1. Yes, the copy looks exactly like the original (perfect similarity)
2. Yes, the copy looks a little worse than the original, but the differences are small (small differences)
3. No, the copied website looks worse than the original (low quality)
4. Other, please describe (other)

The responses we designed for our participants were also informed by our knowledge of the way
web archivists perform QA. As previous work on this subject attests, web archivists aim to preserve a
website as best as possible, even if it is not perfect. Since perfect quality is impossible or impractical,
the strategy for a web archivist is to settle for “good enough” quality [2]. Thus an archived website
with some small quality problems might still be classified by an expert as “good enough” even if it is not
perfect. Accordingly, we gave our respondents the flexibility to note two types of high-quality archived
websites: those that are exactly like the original and those that are slightly different. We added the
“other” response to allow for additional flexibility in case the participant thought the other options did
not fit the example being shown.
In order to create more consistency in responses, we provided a website with a training manual to
the AMT participants. In our training manual, we described in detail each of the options. Each option
had at least one accompanying example to illustrate a proper response for the question. We aimed to
keep the language and length of the training manual short and easily comprehensible to accommodate
all participants regardless of language skills, educational backgrounds, and time availability.
To further improve the quality of our experiment, we implemented a number of features recommended
by [24] in his overview of Mechanical Turk experiments. We required participants to have had at least
a 70% lifetime approval rate from all requesters/HITs and added two attention-checking questions to
ensure that participants were reading the questions.
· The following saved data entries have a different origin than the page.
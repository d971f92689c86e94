use parking_lot::RwLock;
use std::{borrow::Borrow, hash::Hash, marker::PhantomData, sync::Arc};

use crate::store::Store;

/// Wrapper for a [`Store`] which is shareable across thread boundaries.
///
/// The wrapped store has no locking of its own; every call here takes the
/// lock for exactly the duration of one store operation. Use
/// [`SharedStore::read`] or [`SharedStore::write`] when several operations
/// must happen under one lock.
pub struct SharedStore<C, K, V>(Arc<RwLock<C>>, PhantomData<K>, PhantomData<V>)
where
    C: Store<K, V>,
    K: Eq + Hash,
    V: Clone;

impl<C, K, V> SharedStore<C, K, V>
where
    C: Store<K, V>,
    K: Eq + Hash,
    V: Clone,
{
    /// Wraps a store into a shared accessor, making it safe to move across
    /// thread boundaries. Enforces an additional constraint of Clone on
    /// values.
    pub fn with_store(store: C) -> Self {
        Self(Arc::from(RwLock::from(store)), PhantomData, PhantomData)
    }

    /// Inserts an item into the store.
    pub fn insert(&self, k: K, v: V) -> Option<V> {
        self.0.write().insert(k, v)
    }

    /// Get an item from the store. This clones it to minimize the lock time
    /// of the store. Takes the write lock, since some stores reorder on read.
    pub fn get<Q>(&self, k: &Q) -> Option<V>
    where
        K: Borrow<Q>,
        Q: ?Sized + Hash + Eq,
    {
        self.0.write().get(k).cloned()
    }

    /// Remove an item from the store, returning the removed item if it
    /// existed.
    pub fn remove<Q>(&self, k: &Q) -> Option<V>
    where
        K: Borrow<Q>,
        Q: ?Sized + Hash + Eq,
    {
        self.0.write().remove(k)
    }

    pub fn contains_key<Q>(&self, k: &Q) -> bool
    where
        K: Borrow<Q>,
        Q: ?Sized + Hash + Eq,
    {
        self.0.read().contains_key(k)
    }

    /// Clears the store.
    pub fn clear(&self) {
        self.0.write().clear()
    }

    /// The number of elements in the store at present.
    pub fn len(&self) -> usize {
        self.0.read().len()
    }

    pub fn is_empty(&self) -> bool {
        self.0.read().is_empty()
    }

    /// Runs `f` under the read lock.
    pub fn read<R>(&self, f: impl FnOnce(&C) -> R) -> R {
        f(&self.0.read())
    }

    /// Runs `f` under the write lock.
    pub fn write<R>(&self, f: impl FnOnce(&mut C) -> R) -> R {
        f(&mut self.0.write())
    }
}

impl<C, K, V> Clone for SharedStore<C, K, V>
where
    C: Store<K, V>,
    K: Eq + Hash,
    V: Clone,
{
    fn clone(&self) -> Self {
        SharedStore(self.0.clone(), PhantomData, PhantomData)
    }
}

#[cfg(test)]
mod tests {
    use std::thread;

    use crate::{LruCache, OrderedMap, SharedStore};

    #[test]
    fn readme_snippet() {
        let cache: SharedStore<LruCache<usize, usize>, usize, usize> =
            SharedStore::with_store(LruCache::with_capacity(1));
        cache.insert(1, 1);

        let thread_cache = cache.clone();
        let r = thread::spawn(move || thread_cache.get(&1)).join();

        assert_eq!(Some(1), r.unwrap());
    }

    #[test]
    fn writers_on_many_threads_keep_per_thread_order() {
        let map: SharedStore<OrderedMap<(usize, usize), usize>, (usize, usize), usize> =
            SharedStore::with_store(OrderedMap::new());

        let handles: Vec<_> = (0..4)
            .map(|t| {
                let map = map.clone();
                thread::spawn(move || {
                    for i in 0..100 {
                        map.insert((t, i), i);
                    }
                })
            })
            .collect();
        for handle in handles {
            handle.join().unwrap();
        }

        assert_eq!(400, map.len());
        assert!(map.contains_key(&(3, 99)));

        // each thread's own inserts land in the order it made them
        map.read(|m| {
            for t in 0..4 {
                let seen: Vec<_> = m
                    .keys()
                    .filter(|(owner, _)| *owner == t)
                    .map(|(_, i)| *i)
                    .collect();
                assert_eq!((0..100).collect::<Vec<_>>(), seen);
            }
        });
    }

    #[test]
    fn compound_operations_under_one_lock() {
        let map: SharedStore<OrderedMap<&str, u32>, &str, u32> =
            SharedStore::with_store(OrderedMap::new());
        map.insert("a", 1);
        map.insert("b", 2);

        let popped = map.write(|m| {
            let front = m.pop_front();
            m.insert("c", 3);
            front
        });

        assert_eq!(Some(("a", 1)), popped);
        assert_eq!(Some(2), map.get("b"));
        assert_eq!(Some(2), map.remove("b"));
        assert_eq!(
            vec![("c", 3)],
            map.read(|m| m.iter().map(|(k, v)| (*k, *v)).collect::<Vec<_>>())
        );

        map.clear();
        assert!(map.is_empty());
    }
}
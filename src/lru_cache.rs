//! A bounded cache that evicts the least recently used entry, built on the
//! ordering of an [`OrderedMap`]: the front of the map is the next entry to go
//! and every access moves a key to the back.

use std::{
    borrow::Borrow,
    collections::hash_map::RandomState,
    hash::{BuildHasher, Hash},
};

use crate::{OrderedMap, Store};

/// An LRU cache. Insertion and retrieval are O(1), as any good LRU cache
/// ought to be.
///
/// ```
/// use ordered_map::{LruCache, Store};
///
/// let mut cache: LruCache<usize, String> = LruCache::with_capacity(2);
/// cache.insert(0, "Put".to_owned());
/// cache.insert(1, "large".to_owned());
/// cache.get(&0);
/// cache.insert(2, "things".to_owned());
///
/// // 1 was the least recently used, so it made room for 2
/// assert_eq!(None, cache.get(&1));
/// assert!(cache.get(&0).is_some());
/// ```
pub struct LruCache<K, V, S = RandomState> {
    map: OrderedMap<K, V, S>,
    capacity: usize,
}

impl<K, V> LruCache<K, V, RandomState>
where
    K: Eq + Hash,
{
    /// Make a new LruCache with a specified capacity, in number of elements.
    /// A cache with capacity 0 never stores anything.
    pub fn with_capacity(capacity: usize) -> Self {
        LruCache::with_capacity_and_hash_builder(capacity, Default::default())
    }
}

impl<K, V, S> LruCache<K, V, S>
where
    K: Eq + Hash,
    S: BuildHasher,
{
    /// Makes a new LruCache with a specified capacity and hasher.
    pub fn with_capacity_and_hash_builder(capacity: usize, hash_builder: S) -> Self {
        LruCache {
            map: OrderedMap::with_capacity_and_hash_builder(capacity, hash_builder),
            capacity,
        }
    }

    pub fn capacity(&self) -> usize {
        self.capacity
    }

    /// Changes the capacity, evicting the least recently used entries if the
    /// cache holds more than the new bound.
    pub fn set_capacity(&mut self, capacity: usize) {
        self.capacity = capacity;
        self.evict_to(capacity);
    }

    /// Reads an entry without counting it as a use.
    pub fn peek<Q>(&self, k: &Q) -> Option<&V>
    where
        K: Borrow<Q>,
        Q: ?Sized + Hash + Eq,
    {
        self.map.get(k).ok()
    }

    /// Evicts the least recently used entry.
    pub fn pop_lru(&mut self) -> Option<(K, V)> {
        self.map.pop_front()
    }

    /// The entries from least to most recently used.
    pub fn iter(&self) -> crate::ordered_map::Iter<'_, K, V> {
        self.map.iter()
    }

    fn evict_to(&mut self, bound: usize) {
        while self.map.len() > bound {
            if self.map.pop_front().is_some() {
                log::debug!(
                    "evicted least recently used entry, {} of {} slots in use",
                    self.map.len(),
                    self.capacity
                );
            }
        }
    }
}

impl<K, V, S> Store<K, V> for LruCache<K, V, S>
where
    K: Eq + Hash,
    S: BuildHasher,
{
    /// Inserts or updates an entry and marks it as the most recently used.
    /// Inserting a new key into a full cache evicts the least recently used
    /// entry first.
    fn insert(&mut self, k: K, v: V) -> Option<V> {
        if self.capacity == 0 {
            log::debug!("dropping insert into a zero capacity cache");
            return None;
        }

        let (node, previous) = self.map.insert_node(k, v);
        match previous {
            Some(old) => {
                self.map.move_node_to_back(node);
                Some(old)
            }
            None => {
                self.evict_to(self.capacity);
                None
            }
        }
    }

    /// Get a mutable reference to an item from the cache. This also makes the
    /// item the youngest item in the cache and the least eligible for
    /// eviction.
    fn get_mut<Q>(&mut self, k: &Q) -> Option<&mut V>
    where
        K: Borrow<Q>,
        Q: ?Sized + Hash + Eq,
    {
        self.map.move_to_back(k).ok()?;
        self.map.get_mut(k).ok()
    }

    fn remove<Q>(&mut self, k: &Q) -> Option<V>
    where
        K: Borrow<Q>,
        Q: ?Sized + Hash + Eq,
    {
        self.map.remove(k).ok()
    }

    fn contains_key<Q>(&self, k: &Q) -> bool
    where
        K: Borrow<Q>,
        Q: ?Sized + Hash + Eq,
    {
        self.map.contains_key(k)
    }

    fn clear(&mut self) {
        self.map.clear();
    }

    fn len(&self) -> usize {
        self.map.len()
    }
}
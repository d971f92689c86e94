//! Model checks: every operation sequence is replayed against a plain
//! `Vec` of pairs that spells out the ordering rules directly.

use proptest::prelude::*;

use crate::{MapError, OrderedMap};

/// Operations that can be performed on an OrderedMap
#[derive(Clone, Debug)]
enum Op {
    Insert(u8, u32),
    Remove(u8),
    MoveToBack(u8),
    PopFront,
    PopBack,
}

fn op_strategy() -> impl Strategy<Value = Op> {
    prop_oneof![
        4 => (0..32u8, any::<u32>()).prop_map(|(k, v)| Op::Insert(k, v)),
        2 => (0..32u8).prop_map(Op::Remove),
        1 => (0..32u8).prop_map(Op::MoveToBack),
        1 => Just(Op::PopFront),
        1 => Just(Op::PopBack),
    ]
}

fn ops_strategy() -> impl Strategy<Value = Vec<Op>> {
    proptest::collection::vec(op_strategy(), 0..200)
}

/// The reference: a Vec in iteration order, searched linearly.
#[derive(Default)]
struct Model(Vec<(u8, u32)>);

impl Model {
    fn position(&self, k: u8) -> Option<usize> {
        self.0.iter().position(|(key, _)| *key == k)
    }

    fn insert(&mut self, k: u8, v: u32) -> Option<u32> {
        match self.position(k) {
            Some(i) => Some(std::mem::replace(&mut self.0[i].1, v)),
            None => {
                self.0.push((k, v));
                None
            }
        }
    }

    fn remove(&mut self, k: u8) -> Option<u32> {
        self.position(k).map(|i| self.0.remove(i).1)
    }

    fn move_to_back(&mut self, k: u8) -> bool {
        match self.position(k) {
            Some(i) => {
                let entry = self.0.remove(i);
                self.0.push(entry);
                true
            }
            None => false,
        }
    }
}

/// Applies the ops to both, checking every return value along the way.
fn replay(ops: &[Op]) -> Result<(OrderedMap<u8, u32>, Model), TestCaseError> {
    let mut map = OrderedMap::new();
    let mut model = Model::default();

    for op in ops {
        match *op {
            Op::Insert(k, v) => {
                prop_assert_eq!(model.insert(k, v), map.insert(k, v));
            }
            Op::Remove(k) => {
                prop_assert_eq!(model.remove(k).ok_or(MapError::KeyNotFound), map.remove(&k));
            }
            Op::MoveToBack(k) => {
                prop_assert_eq!(model.move_to_back(k), map.move_to_back(&k).is_ok());
            }
            Op::PopFront => {
                let expected = if model.0.is_empty() {
                    None
                } else {
                    Some(model.0.remove(0))
                };
                prop_assert_eq!(expected, map.pop_front());
            }
            Op::PopBack => {
                prop_assert_eq!(model.0.pop(), map.pop_back());
            }
        }
        prop_assert_eq!(model.0.len(), map.len());
    }

    Ok((map, model))
}

proptest! {
    /// Invariant: iteration matches the model, forwards and backwards
    #[test]
    fn prop_iteration_matches_model(ops in ops_strategy()) {
        let (map, model) = replay(&ops)?;
        map.continuity_test();

        let forward: Vec<_> = map.iter().map(|(k, v)| (*k, *v)).collect();
        prop_assert_eq!(&model.0, &forward);

        let mut backward: Vec<_> = map.iter().rev().map(|(k, v)| (*k, *v)).collect();
        backward.reverse();
        prop_assert_eq!(&model.0, &backward);
    }

    /// Invariant: a key is reachable iff the model holds it, with its value
    #[test]
    fn prop_lookups_match_model(ops in ops_strategy(), probe in 0..32u8) {
        let (map, model) = replay(&ops)?;
        let expected = model.position(probe).map(|i| model.0[i].1);

        prop_assert_eq!(expected.is_some(), map.contains_key(&probe));
        prop_assert_eq!(expected.ok_or(MapError::KeyNotFound), map.get(&probe).copied());
    }

    /// Invariant: distinct keys inserted in order come back in that order
    #[test]
    fn prop_pure_insertion_preserves_order(
        keys in proptest::collection::hash_set(any::<u16>(), 0..100)
    ) {
        let keys: Vec<u16> = keys.into_iter().collect();
        let map: OrderedMap<u16, ()> = keys.iter().map(|k| (*k, ())).collect();

        prop_assert_eq!(keys, map.keys().copied().collect::<Vec<_>>());
    }

    /// Invariant: updating an existing key never moves it
    #[test]
    fn prop_update_preserves_position(ops in ops_strategy(), v in any::<u32>()) {
        let (mut map, _) = replay(&ops)?;
        let before: Vec<u8> = map.keys().copied().collect();

        for k in before.clone() {
            prop_assert!(map.insert(k, v).is_some());
        }

        prop_assert_eq!(before, map.keys().copied().collect::<Vec<_>>());
        prop_assert!(map.values().all(|value| *value == v));
    }

    /// Invariant: remove then insert puts the key at the back
    #[test]
    fn prop_reinsertion_goes_to_back(ops in ops_strategy(), k in 0..32u8) {
        let (mut map, _) = replay(&ops)?;
        let _ = map.remove(&k);
        map.insert(k, 7);

        prop_assert_eq!(Some((&k, &7)), map.back());
    }

    /// Invariant: iterating twice without mutation is identical
    #[test]
    fn prop_iteration_is_idempotent(ops in ops_strategy()) {
        let (map, _) = replay(&ops)?;
        let first: Vec<_> = map.iter().collect();
        let second: Vec<_> = map.iter().collect();
        prop_assert_eq!(first, second);
    }
}
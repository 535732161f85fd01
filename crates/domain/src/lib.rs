extern crate self as sheetcraft_domain;

pub mod entities;
pub mod error;
pub mod ids;
pub mod value_objects;

// Re-export all entities (explicit list in entities/mod.rs)
pub use entities::{Actor, Item, OwnedItem};

pub use error::DomainError;

// Re-export ID types
pub use ids::{ActorId, ItemId};

// Re-export value objects (explicit list in value_objects/mod.rs)
pub use value_objects::{
    ActorName, ItemName, ModifiableValue, Modifier, ModifierKind, PathSegment, Provider, Sheet,
    SheetNode, TargetPath, MAX_NAME_LENGTH,
};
We only accepted (i.e. paid for) responses from
participants who passed these attention-checks
Our final dataset in Mechanical Turk consisted of 221 image pairs, 68 from the INM collection, 18
from the WCA collection, 73 from the FMW collection, and 62 from the GoC collection. Each image pair
was judged by two unique participants each, for a total of 442 judgements. Results were interpreted
using the following procedure. Images classified as “perfect similarity” and “small differences” were
coded as being “high quality”, and those judged to be much worse than the original were coded as
being “low quality”. Images classified as “other” retained the same coding. Cohen’s 𝜅, a measure of
inter-rater agreement for categorical scales, was run to determine if there was agreement between two
participants on whether an archived website was of high quality, low quality, or had another issue [25].
There was substantial agreement between the two respondents’ judgments, 𝜅 = .76, 𝑝 < .001.

5. Results and Discussion
Despite the high level of inter-rater agreement, there were still 27 images where raters disagreed. In
order to resolve these conflicts, we studied how inter-rater conflicts are addressed in human-subjects
research. One popular approach, when faced with conflicting ratings, is to have a third, experienced
rater look at the relevant data and make a final decision. The expert rater approach has been widely
used across many disciplines to resolve disagreements [26], [27], [28]. Accordingly, we had a researcher
examine the image and determine its final rating. Seven images labeled as “other” were also re-classified
by a subject-matter expert according to their quality. In our final dataset, all image pairs were judged to
be either “high quality” or “low quality.” This became our “ground truth” dataset.
Since the similarity scores for SSIM and NRMSE were normally distributed, we conducted a statistical
analysis using tests of significance. A one-way multivariate analysis of variance (MANOVA) test was run
to determine if there were differences in SSIM and NRMSE scores between archived websites judged to be
of high quality and archived websites judged to be of low quality. The results on the combined dependent
variable indicate that scores for high quality archived websites and low quality archived websites were
statistically significantly different, 𝐹 (2, 222) = 44.95, 𝑝 < .001; Wilks’ 𝜆 = 0.71; Pillai’s trace = 0.29,
partial 𝜂 2 = 0.29. We conducted follow-up univariate ANOVAs, which showed that both SSIM scores
(𝐹 (1, 223) = 10.53, 𝑝 = .001; partial 𝜂 2 = 0.05) and NRMSE scores (𝐹 (1, 223) = 89.52, 𝑝 < .001;
partial 𝜂 2 = 0.29) were statistically significantly different between high quality and low quality archived
websites, using a Bonferroni 𝛼 adjusted level of .025.
In comparing both measures, we must remember than for SSIM, higher scores denote higher quality,
while the reverse is true for NRMSE. Data are expressed as mean ± standard deviation. SSIM scores
were higher for high quality websites (0.55 ± 0.22), than for low quality websites (0.46 ± 0.15). NRMSE
scores were lower for high quality websites (0.22 ± 0.08) than for low quality websites (0.51 ± 0.36).
Though the confidence intervals overlap, this is not unusual, since two means can overlap and yet be
statistically significantly different from one another at the 𝛼 = 0.05 level [29], [30].
These results indicate that both SSIM and NRMSE scores are appropriate for distinguishing between
high and low-quality archived websites, hence the final choice of measure can be left to the web archivist
and their institutional needs. However, NRMSE scores might have a slight advantage due to the greater
difference between the means of high and low quality websites, which perhaps suggests a higher
discriminatory power.

5.1. How do different image similarity measures perform at measuring the visual
correspondence between an archived website and its live counterpart?
In our research, we found that SSIM, NRMSE, MSE, PSNR, percentage difference, and P-hash measures
are are all suitable for measuring image similarity. However, we discarded MSE, PSNR, and P-hash
scores because they have no proper upper bound, and are thus more difficult to interpret. We also saw
that NRMSE had a very strong correlation to percentage difference, and could thus take its place. SSIM
and NRMSE scores are thus recommended for detecting visual quality problems in archived websites.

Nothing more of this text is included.